*** Data excerpts ***
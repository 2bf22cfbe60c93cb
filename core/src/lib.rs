// SPDX-License-Identifier: Apache-2.0

//! The bond-setting schema/validator/verifier/store and the Wi-Fi
//! connection completer: two pure, synchronous decision engines with no
//! I/O, no daemon, and no persistence of their own.

pub mod bond;
pub mod connection;
pub mod error;
pub mod wifi;

#[cfg(test)]
mod unit_tests;

pub use connection::{Connection, Setting};
pub use error::{CoreError, ErrorKind, Result};
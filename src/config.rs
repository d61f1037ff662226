use std::{
    path::{Path, PathBuf},
    time::Duration
};
use chrono::{DateTime, Utc};

pub const ARXIV_API_URL: &str = "https://export.arxiv.org/api/query";
pub const DEFAULT_QUERY: &str = "all:\"vaccine effectiveness\"";
pub const USER_AGENT: &str = "tvel-harvester/0.1";
pub const REQUEST_TIMEOUT: Duration = Duration::from_secs(30);
pub const SOURCE_NAME: &str = "arxiv";

const HARVESTER_DIR: &str = "tvel-harvester";
const RUNS_DIR: &str = "runs";
const RUN_ID_FORMAT: &str = "%Y%m%d-%H%M%S";

const RAW_FILE: &str = "raw.xml";
const ITEMS_FILE: &str = "items.jsonl";
const META_FILE: &str = "run.json";

// endpoint settings for the arXiv export API.
#[derive(Debug, Clone)]
pub struct ArxivConfig {
    pub api_url: String,
    pub user_agent: String,
    pub timeout: Duration,
}

impl ArxivConfig {
    pub fn new(api_url: &str) -> Self {
        ArxivConfig {
            api_url: api_url.to_string(),
            user_agent: USER_AGENT.to_string(),
            timeout: REQUEST_TIMEOUT
        }
    }

    // points the fetcher at a mock server, with a short timeout.
    pub fn for_testing(base_url: &str) -> Self {
        ArxivConfig {
            api_url: format!("{}/api/query", base_url),
            user_agent: USER_AGENT.to_string(),
            timeout: Duration::from_secs(5)
        }
    }
}

impl Default for ArxivConfig {
    fn default() -> Self {
        Self::new(ARXIV_API_URL)
    }
}

#[derive(Debug, Clone, PartialEq, Eq)]
pub struct ArxivQuery {
    pub search_query: String,
    pub start: u32,
    pub max_results: u32,
}

impl ArxivQuery {
    pub fn new(search_query: &str) -> Self {
        ArxivQuery {
            search_query: search_query.to_string(),
            start: 0,
            max_results: 25
        }
    }

    pub fn with_start(mut self, start: u32) -> Self {
        self.start = start;
        self
    }

    pub fn with_max_results(mut self, max_results: u32) -> Self {
        self.max_results = max_results;
        self
    }
}

impl Default for ArxivQuery {
    fn default() -> Self {
        Self::new(DEFAULT_QUERY)
    }
}

/// Layout of one run directory:
/// `<dataroot>/tvel-harvester/<source>/runs/<YYYYMMDD-HHMMSS>/`.
///
/// The run id has second resolution, so two runs started within the same
/// second share a directory.
#[derive(Debug, Clone)]
pub struct RunConfig {
    pub run_id: String,
    run_dir: PathBuf
}

impl RunConfig {
    pub fn new(dataroot: &Path, source: &str, run_id: &str) -> Self {
        let run_dir = dataroot
            .join(HARVESTER_DIR)
            .join(source)
            .join(RUNS_DIR)
            .join(run_id);
        RunConfig {
            run_id: run_id.to_string(),
            run_dir
        }
    }

    pub fn at(dataroot: &Path, source: &str, time: DateTime<Utc>) -> Self {
        Self::new(dataroot, source, &run_id_for(time))
    }

    pub fn run_dir(&self) -> &Path {
        &self.run_dir
    }

    pub fn raw_xml_path(&self) -> PathBuf {
        self.run_dir.join(RAW_FILE)
    }

    pub fn items_jsonl_path(&self) -> PathBuf {
        self.run_dir.join(ITEMS_FILE)
    }

    pub fn run_json_path(&self) -> PathBuf {
        self.run_dir.join(META_FILE)
    }
}

pub fn run_id_for(time: DateTime<Utc>) -> String {
    time.format(RUN_ID_FORMAT).to_string()
}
*** End of Data excerpts ***
§ **Work order**: Restate the records above word for word.

§ **Result for this task**:
repository 2bf22cfbe60c93cb
filename core/src/lib.rs
// SPDX-License-Identifier: Apache-2.0

//! The bond-setting schema/validator/verifier/store and the Wi-Fi
//! connection completer: two pure, synchronous decision engines with no
//! I/O, no daemon, and no persistence of their own.

pub mod bond;
pub mod connection;
pub mod error;
pub mod wifi;

#[cfg(test)]
mod unit_tests;

pub use connection::{Connection, Setting};
pub use error::{CoreError, ErrorKind, Result};
filename src/config.rs
repository d61f1037ff662226
use std::{
    path::{Path, PathBuf},
    time::Duration
};
use chrono::{DateTime, Utc};

pub const ARXIV_API_URL: &str = "https://export.arxiv.org/api/query";
pub const DEFAULT_QUERY: &str = "all:\"vaccine effectiveness\"";
pub const USER_AGENT: &str = "tvel-harvester/0.1";
pub const REQUEST_TIMEOUT: Duration = Duration::from_secs(30);
pub const SOURCE_NAME: &str = "arxiv";

const HARVESTER_DIR: &str = "tvel-harvester";
const RUNS_DIR: &str = "runs";
const RUN_ID_FORMAT: &str = "%Y%m%d-%H%M%S";

const RAW_FILE: &str = "raw.xml";
const ITEMS_FILE: &str = "items.jsonl";
const META_FILE: &str = "run.json";

// endpoint settings for the arXiv export API.
#[derive(Debug, Clone)]
pub struct ArxivConfig {
    pub api_url: String,
    pub user_agent: String,
    pub timeout: Duration,
}

impl ArxivConfig {
    pub fn new(api_url: &str) -> Self {
        ArxivConfig {
            api_url: api_url.to_string(),
            user_agent: USER_AGENT.to_string(),
            timeout: REQUEST_TIMEOUT
        }
    }

    // points the fetcher at a mock server, with a short timeout.
    pub fn for_testing(base_url: &str) -> Self {
        ArxivConfig {
            api_url: format!("{}/api/query", base_url),
            user_agent: USER_AGENT.to_string(),
            timeout: Duration::from_secs(5)
        }
    }
}

impl Default for ArxivConfig {
    fn default() -> Self {
        Self::new(ARXIV_API_URL)
    }
}

#[derive(Debug, Clone, PartialEq, Eq)]
pub struct ArxivQuery {
    pub search_query: String,
    pub start: u32,
    pub max_results: u32,
}

impl ArxivQuery {
    pub fn new(search_query: &str) -> Self {
        ArxivQuery {
            search_query: search_query.to_string(),
            start: 0,
            max_results: 25
        }
    }

    pub fn with_start(mut self, start: u32) -> Self {
        self.start = start;
        self
    }

    pub fn with_max_results(mut self, max_results: u32) -> Self {
        self.max_results = max_results;
        self
    }
}

impl Default for ArxivQuery {
    fn default() -> Self {
        Self::new(DEFAULT_QUERY)
    }
}

/// Layout of one run directory:
/// `<dataroot>/tvel-harvester/<source>/runs/<YYYYMMDD-HHMMSS>/`.
///
/// The run id has second resolution, so two runs started within the same
/// second share a directory.
#[derive(Debug, Clone)]
pub struct RunConfig {
    pub run_id: String,
    run_dir: PathBuf
}

impl RunConfig {
    pub fn new(dataroot: &Path, source: &str, run_id: &str) -> Self {
        let run_dir = dataroot
            .join(HARVESTER_DIR)
            .join(source)
            .join(RUNS_DIR)
            .join(run_id);
        RunConfig {
            run_id: run_id.to_string(),
            run_dir
        }
    }

    pub fn at(dataroot: &Path, source: &str, time: DateTime<Utc>) -> Self {
        Self::new(dataroot, source, &run_id_for(time))
    }

    pub fn run_dir(&self) -> &Path {
        &self.run_dir
    }

    pub fn raw_xml_path(&self) -> PathBuf {
        self.run_dir.join(RAW_FILE)
    }

    pub fn items_jsonl_path(&self) -> PathBuf {
        self.run_dir.join(ITEMS_FILE)
    }

    pub fn run_json_path(&self) -> PathBuf {
        self.run_dir.join(META_FILE)
    }
}

pub fn run_id_for(time: DateTime<Utc>) -> String {
    time.format(RUN_ID_FORMAT).to_string()
}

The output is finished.